Maria, entre deux fils
Maria avançait seule au bord des jours qui penchent,
Avec dans ses mains l’ombre douce d’un serment.
Elle parlait si peu, mais chaque mot qu’elle tranche
Fait trembler les vivants comme un arbre en plein vent.
Elle marchait dans la nuit comme on marche en prière,
Portant contre son cœur la lumière fragile de Jeanne.
Un fils lui disait : “Tu dois tenir, tu as promis.”
Il voyait dans la parole un rempart contre l’ombre.
Il croyait qu’on peut vaincre ce qui glisse et s’enfuit,
Qu’un serment bien serré peut empêcher la tombe.
Il parlait comme on frappe pour réveiller la vie,
Sans voir que Maria tremblait sous le poids des nuits.
Il disait : “Tu n’as pas le droit de lâcher prise.
Tu dois rester debout, tu dois rester entière.”
Il croyait protéger, mais sa voix était grise,
Comme un ordre lancé dans une maison de verre.
Il voulait retenir ce qui déjà s’efface,
Et Maria souriait, trop lasse pour la lutte.
L’autre fils murmurait : “Tu t’épuises, tu t’effaces.”
Il voyait dans ses pas la fatigue des pierres.
Il savait que le corps ne suit plus la menace,
Que la lumière baisse au fond des yeux de terre.
Il parlait doucement, comme on parle aux rivières,
Quand elles cherchent la mer sans savoir si elles y vont.
Il disait : “Tu te perds, tu te tords, tu te brises.
Tu tiens par un fil d’air, par un souffle trop court.
Tu donnes tout ce que tu as, et tu agonises,
Et Jeanne te réclame plus que ton propre jour.”
Il voulait protéger la mère en protégeant l’amour,
Et Maria vacillait entre ces deux discours.
Les jours étaient des veilles, les nuits des hôpitaux,
Les heures des montagnes qu’on pousse devant soi.
La morphine endormait l’une, l’autre perdait ses mots,
Et Maria avançait sans jamais dire “je crois”.
Elle tenait par un fil, par un souffle trop court,
Par cette vieille promesse qui survivait au jour.
On parlait de maisons où l’on pose les êtres,
Où l’on confie la vie quand on n’a plus de mains.
On disait que c’est mieux, que c’est juste, qu’il faut être
Assez fort pour partir, assez doux pour demain.
Et Maria regardait Jeanne comme on regarde un pays,
Qu’on ne veut pas quitter, même quand tout s’enfuit.

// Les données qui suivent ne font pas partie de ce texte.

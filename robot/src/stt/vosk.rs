// robot/src/stt/vosk.rs - Офлайн распознавание через Vosk

use std::path::Path;

use log::{debug, info, warn};
use ::vosk::{DecodingState, Model, Recognizer};

use super::{Keyword, OfflineBackend};
use crate::audio::AudioBuffer;
use crate::error::{BackendError, ConfigError};

/// Vosk с грамматикой, ограниченной словарём команд
pub struct VoskBackend {
    model: Model,
}

impl VoskBackend {
    pub fn new(model_path: &Path) -> Result<Self, ConfigError> {
        let path = model_path.to_string_lossy();
        let model = Model::new(path.as_ref()).ok_or_else(|| ConfigError::ReadFailed {
            path: path.to_string(),
            reason: "Vosk model could not be loaded".to_string(),
        })?;

        info!("Vosk model loaded from {}", path);
        Ok(Self { model })
    }
}

impl OfflineBackend for VoskBackend {
    fn transcribe(
        &mut self,
        audio: &AudioBuffer,
        keywords: &[Keyword],
        _language: &str,
    ) -> Result<String, BackendError> {
        let mut grammar: Vec<&str> = keywords.iter().map(|k| k.word.as_str()).collect();
        grammar.push("[unk]");

        let mut recognizer = Recognizer::new_with_grammar(&self.model, audio.sample_rate as f32, &grammar)
            .ok_or(BackendError::Unrecognized)?;
        recognizer.set_words(true);

        if let DecodingState::Failed = recognizer.accept_waveform(&audio.samples) {
            warn!("Vosk failed to decode {} samples", audio.samples.len());
            return Err(BackendError::Unrecognized);
        }

        let result = recognizer.final_result();
        let single = result.single().ok_or(BackendError::Unrecognized)?;

        // Слово засчитывается, только если уверенность не ниже порога этого слова
        let accepted: Vec<&str> = single
            .result
            .iter()
            .filter(|w| {
                keywords
                    .iter()
                    .any(|k| k.word == w.word && w.conf >= k.threshold)
            })
            .map(|w| w.word)
            .collect();

        debug!("Vosk heard '{}', accepted {:?}", single.text, accepted);

        if accepted.is_empty() {
            return Err(BackendError::Unrecognized);
        }
        Ok(accepted.join(" "))
    }
}
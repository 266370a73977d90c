// robot/src/audio/recorder.rs - Микрофон через PvRecorder

use std::time::Duration;

use log::{debug, info, warn};
use pv_recorder::{Recorder, RecorderBuilder};

use super::{rms, AudioBuffer, AudioCapture, SAMPLE_RATE};
use crate::error::CaptureError;

const FRAME_LENGTH: usize = 512;
const CALIBRATION_TIME: Duration = Duration::from_secs(1);
const MIN_ENERGY_THRESHOLD: f32 = 300.0;
const CALIBRATION_FACTOR: f32 = 1.5;

/// Запись идёт, пока жива сессия: остановка гарантирована на любом выходе
struct RecordingSession<'a> {
    recorder: &'a Recorder,
}

impl<'a> RecordingSession<'a> {
    fn open(recorder: &'a Recorder) -> Result<Self, CaptureError> {
        recorder
            .start()
            .map_err(|e| CaptureError::Device(format!("Failed to start PvRecorder: {:?}", e)))?;
        Ok(Self { recorder })
    }

    fn read_frames(&self, total: Duration) -> Result<Vec<Vec<i16>>, CaptureError> {
        let frame_count = frames_for(total);
        let mut frames = Vec::with_capacity(frame_count);

        for _ in 0..frame_count {
            let mut frame = vec![0i16; FRAME_LENGTH];
            self.recorder
                .read(&mut frame)
                .map_err(|e| CaptureError::Device(format!("PvRecorder read error: {:?}", e)))?;
            frames.push(frame);
        }

        Ok(frames)
    }
}

impl Drop for RecordingSession<'_> {
    fn drop(&mut self) {
        if let Err(e) = self.recorder.stop() {
            warn!("Failed to stop PvRecorder: {:?}", e);
        }
    }
}

fn frames_for(duration: Duration) -> usize {
    let samples = duration.as_secs_f64() * SAMPLE_RATE as f64;
    ((samples / FRAME_LENGTH as f64).ceil() as usize).max(1)
}

pub struct PvMicrophone {
    recorder: Recorder,
    energy_threshold: f32,
}

impl PvMicrophone {
    /// `device_index` -1 означает устройство по умолчанию
    pub fn new(device_index: i32) -> Result<Self, CaptureError> {
        let recorder = RecorderBuilder::new()
            .device_index(device_index)
            .frame_length(FRAME_LENGTH as i32)
            .init()
            .map_err(|e| CaptureError::Device(format!("PvRecorder init failed: {:?}", e)))?;

        info!("PvRecorder initialized with microphone index: {}", device_index);
        Ok(Self {
            recorder,
            energy_threshold: MIN_ENERGY_THRESHOLD,
        })
    }
}

impl AudioCapture for PvMicrophone {
    fn capture_sample(&mut self, max_duration: Duration) -> Result<AudioBuffer, CaptureError> {
        let frames = RecordingSession::open(&self.recorder)?.read_frames(max_duration)?;

        let loudest = frames.iter().map(|f| rms(f)).fold(0.0f32, f32::max);
        debug!("Captured {} frames, peak energy {:.0}", frames.len(), loudest);

        if loudest < self.energy_threshold {
            return Err(CaptureError::Timeout);
        }

        Ok(AudioBuffer::new(frames.concat(), SAMPLE_RATE))
    }

    fn calibrate(&mut self) -> Result<f32, CaptureError> {
        let frames = RecordingSession::open(&self.recorder)?.read_frames(CALIBRATION_TIME)?;
        let ambient = frames.iter().map(|f| rms(f)).sum::<f32>() / frames.len() as f32;

        self.energy_threshold = (ambient * CALIBRATION_FACTOR).max(MIN_ENERGY_THRESHOLD);
        info!("Calibration completed. Energy threshold set to {:.0}", self.energy_threshold);
        Ok(self.energy_threshold)
    }
}
// robot/src/app.rs - Основной цикл: слушаем, распознаём, выполняем

use std::time::Duration;

use log::{debug, error, info, warn};

use crate::audio::AudioCapture;
use crate::cancel::CancellationToken;
use crate::config::{secs, ListenSettings};
use crate::connectivity::ConnectivityMonitor;
use crate::error::{CaptureError, RobotResult};
use crate::motors::{DriveController, Move};
use crate::stt::{Command, SpeechRecognizer};
use crate::tts::Speaker;

/// Фразы робота
pub mod phrases {
    pub const FORWARD: &str = "Ok, vado avanti";
    pub const BACKWARD: &str = "Ok, vado indietro";
    pub const LEFT: &str = "Ok, giro a sinistra";
    pub const RIGHT: &str = "Ok, giro a destra";
    pub const NOT_UNDERSTOOD: &str = "Non ho capito, ripeti";
    pub const UNMUTED: &str = "Eccomi";
}

#[derive(Debug, Clone, PartialEq)]
pub struct LoopSettings {
    pub phrase_time_limit: Duration,
    pub cycle_pause: Duration,
    /// Сколько неудач подряд терпим до внеочередной проверки сети
    pub failure_threshold: u32,
}

impl Default for LoopSettings {
    fn default() -> Self {
        Self {
            phrase_time_limit: Duration::from_secs(2),
            cycle_pause: Duration::from_millis(500),
            failure_threshold: 10,
        }
    }
}

impl From<&ListenSettings> for LoopSettings {
    fn from(listen: &ListenSettings) -> Self {
        Self {
            phrase_time_limit: secs(listen.phrase_time_limit_secs),
            cycle_pause: secs(listen.cycle_pause_secs),
            failure_threshold: listen.failure_threshold,
        }
    }
}

/// Машина состояний Listening -> Recognizing -> Dispatching -> Listening
pub struct CommandLoop<'a> {
    drive: &'a mut DriveController,
    recognizer: &'a mut SpeechRecognizer,
    monitor: &'a ConnectivityMonitor,
    capture: &'a mut dyn AudioCapture,
    speaker: &'a dyn Speaker,
    settings: LoopSettings,
    muted: bool,
    failures: u32,
}

impl<'a> CommandLoop<'a> {
    pub fn new(
        drive: &'a mut DriveController,
        recognizer: &'a mut SpeechRecognizer,
        monitor: &'a ConnectivityMonitor,
        capture: &'a mut dyn AudioCapture,
        speaker: &'a dyn Speaker,
        settings: LoopSettings,
    ) -> Self {
        Self {
            drive,
            recognizer,
            monitor,
            capture,
            speaker,
            settings,
            muted: false,
            failures: 0,
        }
    }

    pub fn is_muted(&self) -> bool {
        self.muted
    }

    pub fn failure_count(&self) -> u32 {
        self.failures
    }

    /// Крутится до отмены токена, на выходе моторы всегда заглушены
    pub fn run(&mut self, cancel: &CancellationToken) {
        info!("Listening for voice commands...");

        while !cancel.is_cancelled() {
            self.step();
            if cancel.wait_timeout(self.settings.cycle_pause) {
                break;
            }
        }

        info!("Shutdown requested, exiting command loop");
        self.drive.stop();
    }

    /// Один цикл: запись, распознавание, выполнение
    pub fn step(&mut self) -> Command {
        let command = self.listen();
        debug!("Dispatching {:?}", command);
        self.dispatch(command);
        command
    }

    fn listen(&mut self) -> Command {
        match self.capture.capture_sample(self.settings.phrase_time_limit) {
            Ok(audio) => self.recognizer.recognize(&audio, self.monitor.is_connected()),
            Err(CaptureError::Timeout) => {
                debug!("Timeout");
                Command::Timeout
            }
            Err(e) => {
                error!("Failed to read from microphone: {}", e);
                Command::Timeout
            }
        }
    }

    pub fn dispatch(&mut self, command: Command) {
        match command {
            Command::Forward | Command::Backward | Command::Left | Command::Right => {
                self.execute_motion(command)
            }
            Command::Mute => {
                if !self.muted {
                    info!("Muted");
                }
                self.muted = true;
                self.failures = 0;
            }
            Command::Unmute => {
                if self.muted {
                    info!("Unmuted");
                    self.muted = false;
                    self.failures = 0;
                    self.say(phrases::UNMUTED);
                } else {
                    debug!("Unmute ignored, not muted");
                }
            }
            Command::Unknown | Command::Timeout => self.record_failure(command),
        }
    }

    fn execute_motion(&mut self, command: Command) {
        if self.muted {
            info!("Muted, ignoring {:?}", command);
            return;
        }

        let (mv, phrase) = match command {
            Command::Forward => (Move::Forward, phrases::FORWARD),
            Command::Backward => (Move::Backward, phrases::BACKWARD),
            Command::Left => (Move::TurnLeft, phrases::LEFT),
            Command::Right => (Move::TurnRight, phrases::RIGHT),
            _ => return,
        };

        self.say(phrase);
        match self.drive.perform(mv) {
            Ok(()) => self.failures = 0,
            Err(e) => error!("Command {:?} failed: {}", command, e),
        }
    }

    fn record_failure(&mut self, command: Command) {
        if command == Command::Unknown {
            self.say(phrases::NOT_UNDERSTOOD);
        }

        self.failures += 1;
        if self.failures > self.settings.failure_threshold {
            warn!("{} recognition failures in a row, re-checking connectivity", self.failures);
            let connected = self.monitor.refresh();
            info!("Connectivity re-checked: {}", if connected { "online" } else { "offline" });
            self.failures = 0;
        }
    }

    fn say(&self, text: &str) {
        if self.muted {
            debug!("Muted, not saying '{}'", text);
            return;
        }
        self.speaker.speak(text);
    }
}

/// Компоненты робота до запуска
pub struct RobotParts {
    pub drive: DriveController,
    pub monitor: ConnectivityMonitor,
    pub recognizer: SpeechRecognizer,
    pub capture: Box<dyn AudioCapture>,
    pub speaker: Box<dyn Speaker>,
}

/// Сессия робота. Остановка (в том числе при drop) сначала глушит моторы,
/// потом останавливает и дожидается монитора сети.
pub struct Robot {
    drive: DriveController,
    monitor: ConnectivityMonitor,
    recognizer: SpeechRecognizer,
    capture: Box<dyn AudioCapture>,
    speaker: Box<dyn Speaker>,
    settings: LoopSettings,
    cancel: CancellationToken,
    running: bool,
}

impl Robot {
    /// Стартовая проверка сети, запуск монитора и калибровка микрофона
    pub fn start(parts: RobotParts, settings: LoopSettings, cancel: CancellationToken) -> RobotResult<Self> {
        let mut robot = Self {
            drive: parts.drive,
            monitor: parts.monitor,
            recognizer: parts.recognizer,
            capture: parts.capture,
            speaker: parts.speaker,
            settings,
            cancel,
            running: true,
        };

        robot.drive.stop();
        robot.monitor.start()?;

        if let Err(e) = robot.capture.calibrate() {
            warn!("Microphone calibration failed: {}", e);
        }

        info!("Robot started");
        Ok(robot)
    }

    pub fn drive(&self) -> &DriveController {
        &self.drive
    }

    pub fn monitor(&self) -> &ConnectivityMonitor {
        &self.monitor
    }

    pub fn cancel_token(&self) -> CancellationToken {
        self.cancel.clone()
    }

    /// Блокирует до отмены токена
    pub fn run(&mut self) {
        let mut command_loop = CommandLoop::new(
            &mut self.drive,
            &mut self.recognizer,
            &self.monitor,
            self.capture.as_mut(),
            self.speaker.as_ref(),
            self.settings.clone(),
        );
        command_loop.run(&self.cancel);
    }

    pub fn shutdown(&mut self) {
        if !self.running {
            return;
        }
        self.running = false;

        info!("Performing graceful shutdown...");
        self.drive.stop();
        self.monitor.stop();
        info!("Graceful shutdown completed");
    }
}

impl Drop for Robot {
    fn drop(&mut self) {
        self.shutdown();
    }
}
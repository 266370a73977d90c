// robot/src/cancel.rs - Токен отмены для блокирующих ожиданий

use std::sync::{Arc, Condvar, Mutex, PoisonError};
use std::time::{Duration, Instant};

/// Флаг отмены, на котором можно блокироваться с таймаутом.
///
/// Клоны разделяют одно состояние: `cancel()` на любом клоне будит всех,
/// кто сейчас ждёт в `wait_timeout()`.
#[derive(Debug, Clone, Default)]
pub struct CancellationToken {
    inner: Arc<(Mutex<bool>, Condvar)>,
}

impl CancellationToken {
    pub fn new() -> Self {
        Self::default()
    }

    pub fn cancel(&self) {
        let (lock, condvar) = &*self.inner;
        let mut cancelled = lock.lock().unwrap_or_else(PoisonError::into_inner);
        *cancelled = true;
        condvar.notify_all();
    }

    pub fn is_cancelled(&self) -> bool {
        let (lock, _) = &*self.inner;
        *lock.lock().unwrap_or_else(PoisonError::into_inner)
    }

    /// Ждёт `timeout` или отмены. Возвращает `true`, если токен отменён.
    pub fn wait_timeout(&self, timeout: Duration) -> bool {
        let (lock, condvar) = &*self.inner;
        let deadline = Instant::now() + timeout;
        let mut cancelled = lock.lock().unwrap_or_else(PoisonError::into_inner);

        // Condvar может проснуться ложно, поэтому считаем остаток до дедлайна
        while !*cancelled {
            let now = Instant::now();
            if now >= deadline {
                break;
            }
            let (guard, _) = condvar
                .wait_timeout(cancelled, deadline - now)
                .unwrap_or_else(PoisonError::into_inner);
            cancelled = guard;
        }

        *cancelled
    }
}
// robot/src/config/mod.rs

pub mod credentials;
pub mod settings;

// Re-export main config functions
pub use credentials::load_credentials;
pub use settings::*;
// robot/src/audio/mod.rs - Захват аудио с микрофона

#[cfg(feature = "pv-recorder")]
pub mod recorder;

use std::time::Duration;

use crate::error::CaptureError;

pub const SAMPLE_RATE: u32 = 16000;

/// Моно PCM 16 бит
#[derive(Debug, Clone, PartialEq, Eq, Default)]
pub struct AudioBuffer {
    pub samples: Vec<i16>,
    pub sample_rate: u32,
}

impl AudioBuffer {
    pub fn new(samples: Vec<i16>, sample_rate: u32) -> Self {
        Self { samples, sample_rate }
    }

    pub fn duration(&self) -> Duration {
        if self.sample_rate == 0 {
            return Duration::ZERO;
        }
        Duration::from_secs_f64(self.samples.len() as f64 / self.sample_rate as f64)
    }

    /// LINEAR16 little-endian, как ждут облачные движки
    pub fn to_le_bytes(&self) -> Vec<u8> {
        self.samples.iter().flat_map(|s| s.to_le_bytes()).collect()
    }
}

/// Микрофон
pub trait AudioCapture {
    /// Записывает фразу не длиннее `max_duration`.
    /// Тишина в течение всего окна возвращается как `CaptureError::Timeout`.
    fn capture_sample(&mut self, max_duration: Duration) -> Result<AudioBuffer, CaptureError>;

    /// Подстройка под фоновый шум. Возвращает порог энергии.
    fn calibrate(&mut self) -> Result<f32, CaptureError> {
        Ok(0.0)
    }
}

/// Среднеквадратичная энергия кадра
pub fn rms(samples: &[i16]) -> f32 {
    if samples.is_empty() {
        return 0.0;
    }
    let sum: f64 = samples.iter().map(|&s| (s as f64) * (s as f64)).sum();
    (sum / samples.len() as f64).sqrt() as f32
}

#[cfg(test)]
mod tests {
    use super::*;

    #[test]
    fn test_rms() {
        assert_eq!(rms(&[]), 0.0);
        assert_eq!(rms(&[0, 0, 0]), 0.0);
        assert_eq!(rms(&[100, -100, 100, -100]), 100.0);
    }

    #[test]
    fn test_buffer_duration_and_bytes() {
        let buffer = AudioBuffer::new(vec![1, -2], SAMPLE_RATE);
        assert_eq!(buffer.duration(), Duration::from_secs_f64(2.0 / 16000.0));
        assert_eq!(buffer.to_le_bytes(), vec![0x01, 0x00, 0xFE, 0xFF]);
        assert_eq!(AudioBuffer::default().duration(), Duration::ZERO);
    }
}
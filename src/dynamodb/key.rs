use std::fmt;

use aws_sdk_dynamodb::types::AttributeValue;
use serde::{Deserialize, Serialize};
use serde_json::{Map, Value};

use super::Item;

pub const PARTITION_KEY_ATTRIBUTE: &str = "pk";
pub const SORT_KEY_ATTRIBUTE: &str = "sk";

/// Primary key of one item, stored under `pk` and `sk`.
#[derive(Debug, Clone, PartialEq, Eq, Hash, Serialize, Deserialize)]
#[serde(rename_all = "camelCase")]
pub struct Key {
    pub partition_key: String,
    pub sort_key: String,
}

impl Key {
    pub fn new(partition_key: impl Into<String>, sort_key: impl Into<String>) -> Self {
        Self {
            partition_key: partition_key.into(),
            sort_key: sort_key.into(),
        }
    }

    /// Read the key back out of a document, if both attributes are strings.
    pub fn from_document(document: &Map<String, Value>) -> Option<Self> {
        let partition_key = document.get(PARTITION_KEY_ATTRIBUTE)?.as_str()?;
        let sort_key = document.get(SORT_KEY_ATTRIBUTE)?.as_str()?;
        Some(Self::new(partition_key, sort_key))
    }

    pub fn to_item(&self) -> Item {
        Item::from([
            (
                PARTITION_KEY_ATTRIBUTE.to_string(),
                AttributeValue::S(self.partition_key.clone()),
            ),
            (
                SORT_KEY_ATTRIBUTE.to_string(),
                AttributeValue::S(self.sort_key.clone()),
            ),
        ])
    }

    pub fn write_into(&self, document: &mut Map<String, Value>) {
        document.insert(
            PARTITION_KEY_ATTRIBUTE.to_string(),
            Value::String(self.partition_key.clone()),
        );
        document.insert(
            SORT_KEY_ATTRIBUTE.to_string(),
            Value::String(self.sort_key.clone()),
        );
    }
}

impl fmt::Display for Key {
    fn fmt(&self, f: &mut fmt::Formatter<'_>) -> fmt::Result {
        write!(f, "{}/{}", self.partition_key, self.sort_key)
    }
}

#[cfg(test)]
mod tests {
    use serde_json::json;

    use super::*;

    #[test]
    fn round_trips_through_documents() {
        let key = Key::new("user#1", "profile");
        let mut document = Map::new();
        key.write_into(&mut document);

        assert_eq!(Value::Object(document.clone()), json!({"pk": "user#1", "sk": "profile"}));
        assert_eq!(Key::from_document(&document), Some(key));
    }

    #[test]
    fn missing_sort_key_is_not_a_key() {
        let document = json!({"pk": "user#1"});
        assert_eq!(Key::from_document(document.as_object().unwrap()), None);
    }

    #[test]
    fn deserializes_camel_case() {
        let key: Key =
            serde_json::from_value(json!({"partitionKey": "a", "sortKey": "b"})).unwrap();
        assert_eq!(key, Key::new("a", "b"));
        assert_eq!(key.to_item()["sk"], AttributeValue::S("b".to_string()));
    }
}
use std::{
    future::Future,
    time::{Duration, Instant},
};

use tracing::{Instrument, Span};

/// Send one SDK request inside `span`, logging how long it took.
///
/// `delay` is an artificial pause before sending, used to exercise slow
/// paths against DynamoDB Local.
pub async fn send_dynamo_request<F, Fut, T, E, D>(
    span: Span,
    delay: Option<Duration>,
    send: F,
    describe_err: D,
) -> Result<T, E>
where
    F: FnOnce() -> Fut,
    Fut: Future<Output = Result<T, E>>,
    D: FnOnce(&E) -> String,
{
    async move {
        if let Some(delay) = delay.filter(|delay| !delay.is_zero()) {
            tracing::trace!(
                delay_ms = delay.as_millis(),
                "Applying debug DynamoDB delay"
            );
            tokio::time::sleep(delay).await;
        }
        let started = Instant::now();
        let result = send().await;
        let elapsed_ms = started.elapsed().as_millis();
        match &result {
            Ok(_) => tracing::trace!(elapsed_ms, "DynamoDB request succeeded"),
            Err(err) => tracing::debug!(
                elapsed_ms,
                error = %describe_err(err),
                "DynamoDB request failed"
            ),
        }
        result
    }
    .instrument(span)
    .await
}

Les fils se faisaient face, chacun portant sa peine,
L’un voulant sauver la mère, l’autre sauver l’amour.
Et Maria, au milieu, comme une terre ancienne,
S’effritait lentement sous le poids des jours lourds.
Elle gardait dans ses bras la dernière des flammes,
Cette lumière de Jeanne qui vacillait sans drame.
Elle disait en silence : “Je suis deux à la fois.
Je suis celle qui promet, je suis celle qui tombe.
Je suis celle qui s’accroche, je suis celle qui ploie,
Je suis celle qui espère et celle qui succombe.”
Et ses pas hésitaient entre deux vérités,
Comme un arbre partagé entre deux vents contraires.
La fin n’a pas de mots, elle n’a pas de visage,
Elle vient comme un brouillard qui s’installe au matin.
On ne sait pas vraiment qui a tourné la page,
Ni si deux mains tremblaient, ou si c’était une main.
Maria… c’est tout. Le reste appartient au silence,
Et chacun inventera la suite en conscience.